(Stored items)
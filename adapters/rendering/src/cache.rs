use std::{
    cell::RefCell,
    collections::{BTreeMap, BTreeSet},
    fs,
    path::{Path, PathBuf},
};

use log::warn;
use serde::Deserialize;
use thiserror::Error;

use crate::{Color, SpriteKey};

/// Manifest format version understood by [`ResourceCache`].
pub const SUPPORTED_MANIFEST_VERSION: u32 = 1;

/// Errors raised while reading a sprite manifest.
///
/// Failing to load an individual sprite is not an error; that sprite falls
/// back to its placeholder color instead.
#[derive(Debug, Error)]
pub enum ManifestError {
    /// The manifest file could not be read.
    #[error("failed to read sprite manifest at {path}")]
    Io {
        /// Location of the unreadable manifest.
        path: PathBuf,
        /// Underlying I/O failure.
        #[source]
        source: std::io::Error,
    },
    /// The manifest is not valid TOML.
    #[error("failed to parse sprite manifest toml contents")]
    Parse(#[from] toml::de::Error),
    /// The manifest declares a version this build cannot read.
    #[error(
        "unsupported sprite manifest version {found}; expected {}",
        SUPPORTED_MANIFEST_VERSION
    )]
    UnsupportedVersion {
        /// Version found in the manifest.
        found: u32,
    },
    /// The manifest names a sprite this build does not know.
    #[error("unknown sprite key `{0}` in manifest")]
    UnknownKey(String),
}

#[derive(Debug, Deserialize)]
struct Manifest {
    version: u32,
    #[serde(default)]
    sprites: BTreeMap<String, String>,
}

/// Outcome of resolving a sprite key.
#[derive(Debug, PartialEq)]
pub enum Resolved<'a, T> {
    /// The sprite was loaded.
    Loaded(&'a T),
    /// The sprite is missing; draw a solid rectangle of this color instead.
    Placeholder(Color),
}

/// Cache of loaded sprite handles with a placeholder fallback for misses.
#[derive(Debug)]
pub struct ResourceCache<T> {
    handles: BTreeMap<SpriteKey, T>,
    warned: RefCell<BTreeSet<SpriteKey>>,
}

impl<T> Default for ResourceCache<T> {
    fn default() -> Self {
        Self::empty()
    }
}

impl<T> ResourceCache<T> {
    /// Cache with nothing loaded; every lookup yields a placeholder.
    #[must_use]
    pub fn empty() -> Self {
        Self {
            handles: BTreeMap::new(),
            warned: RefCell::new(BTreeSet::new()),
        }
    }

    /// Loads every sprite listed in the manifest at `path`.
    ///
    /// Sprite paths are resolved relative to the manifest's directory.
    pub fn from_manifest_path(
        path: impl AsRef<Path>,
        loader: impl FnMut(SpriteKey, &Path) -> anyhow::Result<T>,
    ) -> Result<Self, ManifestError> {
        let path = path.as_ref();
        let contents = fs::read_to_string(path).map_err(|source| ManifestError::Io {
            path: path.to_path_buf(),
            source,
        })?;
        let base = path
            .parent()
            .map(Path::to_path_buf)
            .unwrap_or_else(|| PathBuf::from("."));
        Self::from_manifest_str(&contents, &base, loader)
    }

    /// Loads every sprite listed in manifest text using the injected loader.
    pub fn from_manifest_str(
        contents: &str,
        base: &Path,
        mut loader: impl FnMut(SpriteKey, &Path) -> anyhow::Result<T>,
    ) -> Result<Self, ManifestError> {
        let mut cache = Self::empty();
        for (key, path) in parse_manifest(contents, base)? {
            match loader(key, &path) {
                Ok(handle) => {
                    let _ = cache.handles.insert(key, handle);
                }
                Err(error) => {
                    warn!(
                        "failed to load sprite `{}` from {}: {error:#}; using placeholder",
                        key.name(),
                        path.display()
                    );
                    let _ = cache.warned.get_mut().insert(key);
                }
            }
        }
        Ok(cache)
    }

    /// Resolves a sprite, warning once per key the first time it is missing.
    pub fn lookup(&self, key: SpriteKey) -> Resolved<'_, T> {
        if let Some(handle) = self.handles.get(&key) {
            return Resolved::Loaded(handle);
        }
        if self.warned.borrow_mut().insert(key) {
            warn!("sprite `{}` is not loaded; using placeholder", key.name());
        }
        Resolved::Placeholder(key.placeholder())
    }

    /// Reports whether the sprite was loaded.
    #[must_use]
    pub fn contains(&self, key: SpriteKey) -> bool {
        self.handles.contains_key(&key)
    }

    /// Number of loaded sprites.
    #[must_use]
    pub fn len(&self) -> usize {
        self.handles.len()
    }

    /// Reports whether no sprite was loaded.
    #[must_use]
    pub fn is_empty(&self) -> bool {
        self.handles.is_empty()
    }
}

fn parse_manifest(
    contents: &str,
    base: &Path,
) -> Result<Vec<(SpriteKey, PathBuf)>, ManifestError> {
    let manifest: Manifest = toml::from_str(contents)?;
    if manifest.version != SUPPORTED_MANIFEST_VERSION {
        return Err(ManifestError::UnsupportedVersion {
            found: manifest.version,
        });
    }

    let mut resolved = BTreeMap::new();
    for (name, relative) in manifest.sprites {
        let key = SpriteKey::from_name(&name).ok_or(ManifestError::UnknownKey(name))?;
        let _ = resolved.insert(key, base.join(relative));
    }
    Ok(resolved.into_iter().collect())
}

• Required action:
The lines sought are those in the data above that include the string "Result"; copy each one.

• Answer box:
        loader: impl FnMut(SpriteKey, &Path) -> anyhow::Result<T>,
    ) -> Result<Self, ManifestError> {
        mut loader: impl FnMut(SpriteKey, &Path) -> anyhow::Result<T>,
    ) -> Result<Self, ManifestError> {
) -> Result<Vec<(SpriteKey, PathBuf)>, ManifestError> {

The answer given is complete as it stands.